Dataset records
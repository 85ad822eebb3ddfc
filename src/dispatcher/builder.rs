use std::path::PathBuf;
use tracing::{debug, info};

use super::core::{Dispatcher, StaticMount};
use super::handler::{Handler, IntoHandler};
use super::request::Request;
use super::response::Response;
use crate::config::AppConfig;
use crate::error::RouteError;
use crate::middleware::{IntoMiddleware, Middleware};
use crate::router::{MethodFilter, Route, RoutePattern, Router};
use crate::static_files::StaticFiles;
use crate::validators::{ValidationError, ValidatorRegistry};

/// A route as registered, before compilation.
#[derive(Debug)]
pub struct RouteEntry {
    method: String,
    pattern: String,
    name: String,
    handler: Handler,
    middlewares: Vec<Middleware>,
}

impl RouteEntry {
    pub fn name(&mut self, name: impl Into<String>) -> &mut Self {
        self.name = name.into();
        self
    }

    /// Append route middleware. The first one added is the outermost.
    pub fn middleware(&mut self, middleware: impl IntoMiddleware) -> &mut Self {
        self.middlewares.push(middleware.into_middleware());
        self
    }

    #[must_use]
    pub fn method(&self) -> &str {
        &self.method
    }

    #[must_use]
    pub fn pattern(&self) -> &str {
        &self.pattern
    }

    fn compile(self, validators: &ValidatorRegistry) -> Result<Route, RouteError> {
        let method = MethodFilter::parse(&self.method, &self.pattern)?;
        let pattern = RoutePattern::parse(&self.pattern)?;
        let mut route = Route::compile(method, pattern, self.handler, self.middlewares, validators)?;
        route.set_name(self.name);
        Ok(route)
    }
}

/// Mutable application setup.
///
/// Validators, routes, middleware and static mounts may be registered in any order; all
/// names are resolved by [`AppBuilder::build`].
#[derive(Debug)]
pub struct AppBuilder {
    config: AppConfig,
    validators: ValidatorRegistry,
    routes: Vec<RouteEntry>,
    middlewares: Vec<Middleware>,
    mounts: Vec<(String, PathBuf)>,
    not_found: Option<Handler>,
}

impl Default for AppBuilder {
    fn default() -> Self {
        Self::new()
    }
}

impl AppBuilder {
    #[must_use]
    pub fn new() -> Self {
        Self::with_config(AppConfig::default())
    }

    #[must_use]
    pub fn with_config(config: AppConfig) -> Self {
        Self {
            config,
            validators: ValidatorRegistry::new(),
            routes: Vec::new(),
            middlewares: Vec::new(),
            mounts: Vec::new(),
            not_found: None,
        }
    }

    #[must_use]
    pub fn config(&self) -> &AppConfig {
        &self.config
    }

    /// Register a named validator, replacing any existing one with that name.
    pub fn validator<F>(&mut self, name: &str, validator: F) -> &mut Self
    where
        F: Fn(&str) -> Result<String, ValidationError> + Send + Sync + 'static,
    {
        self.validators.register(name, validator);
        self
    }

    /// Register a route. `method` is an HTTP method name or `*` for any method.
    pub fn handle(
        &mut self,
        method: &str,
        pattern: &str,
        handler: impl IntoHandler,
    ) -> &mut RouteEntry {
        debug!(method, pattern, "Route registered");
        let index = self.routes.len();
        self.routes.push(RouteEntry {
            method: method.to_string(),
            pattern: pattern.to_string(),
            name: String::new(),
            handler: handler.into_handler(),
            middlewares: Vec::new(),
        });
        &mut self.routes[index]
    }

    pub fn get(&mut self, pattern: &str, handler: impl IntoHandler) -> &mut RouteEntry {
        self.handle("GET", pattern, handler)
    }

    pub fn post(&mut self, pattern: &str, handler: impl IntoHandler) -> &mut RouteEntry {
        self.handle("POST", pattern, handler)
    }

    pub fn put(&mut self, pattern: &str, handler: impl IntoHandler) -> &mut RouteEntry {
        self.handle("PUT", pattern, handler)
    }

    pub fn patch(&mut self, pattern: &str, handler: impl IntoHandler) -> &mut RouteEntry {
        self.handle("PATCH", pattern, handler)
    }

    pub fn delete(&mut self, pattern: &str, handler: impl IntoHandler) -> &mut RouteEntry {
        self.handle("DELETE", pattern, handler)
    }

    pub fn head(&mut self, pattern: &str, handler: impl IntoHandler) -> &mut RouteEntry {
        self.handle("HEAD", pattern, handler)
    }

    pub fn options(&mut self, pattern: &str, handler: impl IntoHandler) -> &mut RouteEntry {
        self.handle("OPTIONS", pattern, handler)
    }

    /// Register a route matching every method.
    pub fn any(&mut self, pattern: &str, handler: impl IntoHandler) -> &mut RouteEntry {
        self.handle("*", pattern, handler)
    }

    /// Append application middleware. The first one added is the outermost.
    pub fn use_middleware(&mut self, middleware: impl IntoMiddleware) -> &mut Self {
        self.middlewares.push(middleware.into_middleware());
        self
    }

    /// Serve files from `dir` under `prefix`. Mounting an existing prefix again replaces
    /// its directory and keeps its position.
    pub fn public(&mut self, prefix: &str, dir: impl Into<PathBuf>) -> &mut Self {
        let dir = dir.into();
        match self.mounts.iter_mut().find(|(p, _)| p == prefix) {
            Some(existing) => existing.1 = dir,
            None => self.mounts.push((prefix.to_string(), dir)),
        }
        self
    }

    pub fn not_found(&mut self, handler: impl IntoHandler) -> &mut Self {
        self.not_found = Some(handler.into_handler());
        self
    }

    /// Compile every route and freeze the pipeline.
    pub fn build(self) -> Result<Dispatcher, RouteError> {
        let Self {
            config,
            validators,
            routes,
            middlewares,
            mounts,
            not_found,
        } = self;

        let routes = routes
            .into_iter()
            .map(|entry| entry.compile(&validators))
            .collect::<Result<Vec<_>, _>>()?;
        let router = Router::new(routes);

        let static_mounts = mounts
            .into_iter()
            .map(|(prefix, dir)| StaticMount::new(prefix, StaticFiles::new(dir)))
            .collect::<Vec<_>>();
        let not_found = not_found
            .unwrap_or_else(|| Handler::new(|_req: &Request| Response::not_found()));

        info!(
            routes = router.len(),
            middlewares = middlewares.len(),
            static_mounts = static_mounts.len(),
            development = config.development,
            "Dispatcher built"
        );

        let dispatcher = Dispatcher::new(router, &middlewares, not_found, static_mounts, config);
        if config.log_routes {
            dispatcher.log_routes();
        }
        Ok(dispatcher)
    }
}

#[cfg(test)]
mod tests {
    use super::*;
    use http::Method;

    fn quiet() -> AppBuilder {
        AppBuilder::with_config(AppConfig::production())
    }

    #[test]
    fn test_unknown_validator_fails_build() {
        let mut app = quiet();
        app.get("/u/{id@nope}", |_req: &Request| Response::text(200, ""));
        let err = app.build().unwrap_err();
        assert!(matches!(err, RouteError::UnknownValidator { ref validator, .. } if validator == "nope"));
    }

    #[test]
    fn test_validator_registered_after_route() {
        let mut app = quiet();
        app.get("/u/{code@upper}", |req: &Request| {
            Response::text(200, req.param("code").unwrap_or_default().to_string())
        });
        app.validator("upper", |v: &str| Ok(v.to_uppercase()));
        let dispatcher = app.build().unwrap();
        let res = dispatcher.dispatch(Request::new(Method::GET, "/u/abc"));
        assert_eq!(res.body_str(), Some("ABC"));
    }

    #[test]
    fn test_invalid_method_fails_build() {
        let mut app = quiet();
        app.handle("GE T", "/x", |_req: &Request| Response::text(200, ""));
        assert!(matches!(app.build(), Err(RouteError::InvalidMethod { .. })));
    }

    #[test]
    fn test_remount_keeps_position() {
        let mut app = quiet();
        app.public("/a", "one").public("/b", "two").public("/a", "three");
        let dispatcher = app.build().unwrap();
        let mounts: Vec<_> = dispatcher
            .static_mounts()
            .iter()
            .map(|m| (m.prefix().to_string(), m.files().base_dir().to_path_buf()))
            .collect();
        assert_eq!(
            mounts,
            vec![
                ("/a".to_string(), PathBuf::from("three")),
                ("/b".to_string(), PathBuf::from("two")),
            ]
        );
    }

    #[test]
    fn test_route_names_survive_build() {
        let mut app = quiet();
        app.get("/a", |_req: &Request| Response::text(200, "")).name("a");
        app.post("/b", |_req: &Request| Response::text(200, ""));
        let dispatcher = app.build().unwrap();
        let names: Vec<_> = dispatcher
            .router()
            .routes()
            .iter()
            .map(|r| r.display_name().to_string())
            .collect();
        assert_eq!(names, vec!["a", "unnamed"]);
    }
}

...

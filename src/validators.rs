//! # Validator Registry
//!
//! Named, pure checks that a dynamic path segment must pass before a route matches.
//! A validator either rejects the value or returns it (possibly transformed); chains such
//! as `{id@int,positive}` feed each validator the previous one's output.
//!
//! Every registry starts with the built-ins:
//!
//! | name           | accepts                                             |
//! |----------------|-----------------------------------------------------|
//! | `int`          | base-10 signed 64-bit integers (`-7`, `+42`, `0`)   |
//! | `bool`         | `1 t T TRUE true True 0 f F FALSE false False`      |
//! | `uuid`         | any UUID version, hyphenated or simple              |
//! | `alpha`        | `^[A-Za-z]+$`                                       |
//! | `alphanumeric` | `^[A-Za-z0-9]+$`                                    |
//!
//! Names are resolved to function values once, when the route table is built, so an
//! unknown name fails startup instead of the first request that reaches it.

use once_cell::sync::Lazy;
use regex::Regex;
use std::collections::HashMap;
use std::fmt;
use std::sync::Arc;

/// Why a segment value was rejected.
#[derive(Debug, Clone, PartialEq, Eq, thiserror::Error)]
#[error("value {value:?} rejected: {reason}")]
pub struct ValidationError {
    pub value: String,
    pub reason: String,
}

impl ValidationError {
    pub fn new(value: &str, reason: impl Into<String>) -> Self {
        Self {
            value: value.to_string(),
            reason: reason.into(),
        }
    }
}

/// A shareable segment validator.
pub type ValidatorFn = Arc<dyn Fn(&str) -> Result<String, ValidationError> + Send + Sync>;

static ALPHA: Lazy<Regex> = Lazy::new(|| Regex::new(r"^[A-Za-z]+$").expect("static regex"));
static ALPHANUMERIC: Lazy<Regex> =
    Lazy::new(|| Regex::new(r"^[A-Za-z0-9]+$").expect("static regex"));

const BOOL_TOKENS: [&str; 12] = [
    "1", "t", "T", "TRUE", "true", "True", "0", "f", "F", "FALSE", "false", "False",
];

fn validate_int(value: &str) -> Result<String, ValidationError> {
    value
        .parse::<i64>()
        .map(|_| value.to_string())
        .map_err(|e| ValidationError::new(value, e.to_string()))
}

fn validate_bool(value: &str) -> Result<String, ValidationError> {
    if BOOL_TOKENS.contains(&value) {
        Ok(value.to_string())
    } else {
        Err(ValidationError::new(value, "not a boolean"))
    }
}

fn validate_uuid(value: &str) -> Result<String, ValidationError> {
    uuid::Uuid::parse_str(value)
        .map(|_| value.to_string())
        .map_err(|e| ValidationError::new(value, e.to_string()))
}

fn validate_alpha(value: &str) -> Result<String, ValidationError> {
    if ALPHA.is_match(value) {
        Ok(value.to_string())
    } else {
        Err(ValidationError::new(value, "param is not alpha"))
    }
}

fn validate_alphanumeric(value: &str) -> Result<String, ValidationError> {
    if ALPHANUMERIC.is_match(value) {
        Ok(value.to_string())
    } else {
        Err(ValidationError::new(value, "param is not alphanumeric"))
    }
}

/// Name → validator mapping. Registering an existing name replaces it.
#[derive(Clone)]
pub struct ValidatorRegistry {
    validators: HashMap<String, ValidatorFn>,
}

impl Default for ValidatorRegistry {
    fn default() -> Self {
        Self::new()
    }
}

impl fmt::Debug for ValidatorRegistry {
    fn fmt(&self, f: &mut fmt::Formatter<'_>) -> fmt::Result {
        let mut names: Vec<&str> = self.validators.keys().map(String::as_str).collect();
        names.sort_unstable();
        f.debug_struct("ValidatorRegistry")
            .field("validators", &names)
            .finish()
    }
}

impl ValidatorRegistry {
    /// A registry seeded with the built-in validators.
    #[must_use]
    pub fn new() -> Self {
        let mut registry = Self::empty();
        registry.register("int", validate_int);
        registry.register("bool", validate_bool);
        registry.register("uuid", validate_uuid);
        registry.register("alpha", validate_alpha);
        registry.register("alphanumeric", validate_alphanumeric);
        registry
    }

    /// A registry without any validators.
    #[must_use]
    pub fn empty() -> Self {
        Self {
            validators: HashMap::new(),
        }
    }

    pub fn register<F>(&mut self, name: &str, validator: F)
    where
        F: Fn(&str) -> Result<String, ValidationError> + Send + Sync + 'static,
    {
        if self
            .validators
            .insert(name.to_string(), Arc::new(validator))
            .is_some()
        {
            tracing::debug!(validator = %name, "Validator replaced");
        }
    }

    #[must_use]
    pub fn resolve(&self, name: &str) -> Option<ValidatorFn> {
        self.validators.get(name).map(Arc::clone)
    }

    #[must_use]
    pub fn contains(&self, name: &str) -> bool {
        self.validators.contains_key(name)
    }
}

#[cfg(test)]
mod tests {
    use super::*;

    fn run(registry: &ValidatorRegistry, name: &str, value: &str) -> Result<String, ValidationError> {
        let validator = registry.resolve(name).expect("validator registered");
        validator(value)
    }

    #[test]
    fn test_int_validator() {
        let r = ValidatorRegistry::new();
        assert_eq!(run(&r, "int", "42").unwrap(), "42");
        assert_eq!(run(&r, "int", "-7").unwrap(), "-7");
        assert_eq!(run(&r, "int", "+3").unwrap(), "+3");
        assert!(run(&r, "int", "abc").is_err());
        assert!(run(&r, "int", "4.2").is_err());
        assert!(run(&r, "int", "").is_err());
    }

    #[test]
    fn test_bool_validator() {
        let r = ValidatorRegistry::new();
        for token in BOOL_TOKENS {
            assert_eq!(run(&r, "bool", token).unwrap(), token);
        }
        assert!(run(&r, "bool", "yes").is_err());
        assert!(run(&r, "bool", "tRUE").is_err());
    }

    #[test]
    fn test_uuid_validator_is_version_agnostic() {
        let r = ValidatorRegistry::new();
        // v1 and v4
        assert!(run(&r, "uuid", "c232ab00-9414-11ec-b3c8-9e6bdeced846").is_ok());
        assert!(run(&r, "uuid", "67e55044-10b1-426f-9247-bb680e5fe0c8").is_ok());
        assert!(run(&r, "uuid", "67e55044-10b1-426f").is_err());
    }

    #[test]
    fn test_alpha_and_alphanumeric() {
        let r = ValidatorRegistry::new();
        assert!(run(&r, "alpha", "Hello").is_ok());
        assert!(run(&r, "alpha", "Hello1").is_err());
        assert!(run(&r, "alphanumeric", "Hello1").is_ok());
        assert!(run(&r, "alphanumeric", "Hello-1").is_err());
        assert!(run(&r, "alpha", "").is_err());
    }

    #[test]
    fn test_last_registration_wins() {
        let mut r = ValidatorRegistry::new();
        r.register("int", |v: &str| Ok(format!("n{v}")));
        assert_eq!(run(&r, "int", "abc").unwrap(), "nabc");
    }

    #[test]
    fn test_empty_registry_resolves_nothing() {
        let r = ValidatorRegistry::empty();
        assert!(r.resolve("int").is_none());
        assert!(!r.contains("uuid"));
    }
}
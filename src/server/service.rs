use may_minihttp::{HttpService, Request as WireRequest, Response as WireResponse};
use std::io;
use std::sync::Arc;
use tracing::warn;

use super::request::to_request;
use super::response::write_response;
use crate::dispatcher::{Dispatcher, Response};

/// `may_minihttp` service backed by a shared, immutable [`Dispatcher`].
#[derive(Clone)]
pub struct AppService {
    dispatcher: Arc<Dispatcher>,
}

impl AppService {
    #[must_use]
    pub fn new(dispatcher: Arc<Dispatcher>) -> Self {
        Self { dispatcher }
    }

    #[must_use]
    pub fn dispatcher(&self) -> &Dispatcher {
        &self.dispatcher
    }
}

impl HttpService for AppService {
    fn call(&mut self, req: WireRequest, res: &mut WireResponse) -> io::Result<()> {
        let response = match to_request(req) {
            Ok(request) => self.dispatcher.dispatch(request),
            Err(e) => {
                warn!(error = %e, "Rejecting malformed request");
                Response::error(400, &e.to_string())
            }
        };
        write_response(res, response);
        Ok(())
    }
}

-- Requirement --
Going back to the entries above, set down exactly the lines that begin at the one with "repository 85ad822eebb3ddfc" and end at the one with "use crate::static_files::StaticFiles;", both included, and nothing else.

-- Task output --
repository 85ad822eebb3ddfc
filename src/dispatcher/builder.rs
use std::path::PathBuf;
use tracing::{debug, info};

use super::core::{Dispatcher, StaticMount};
use super::handler::{Handler, IntoHandler};
use super::request::Request;
use super::response::Response;
use crate::config::AppConfig;
use crate::error::RouteError;
use crate::middleware::{IntoMiddleware, Middleware};
use crate::router::{MethodFilter, Route, RoutePattern, Router};
use crate::static_files::StaticFiles;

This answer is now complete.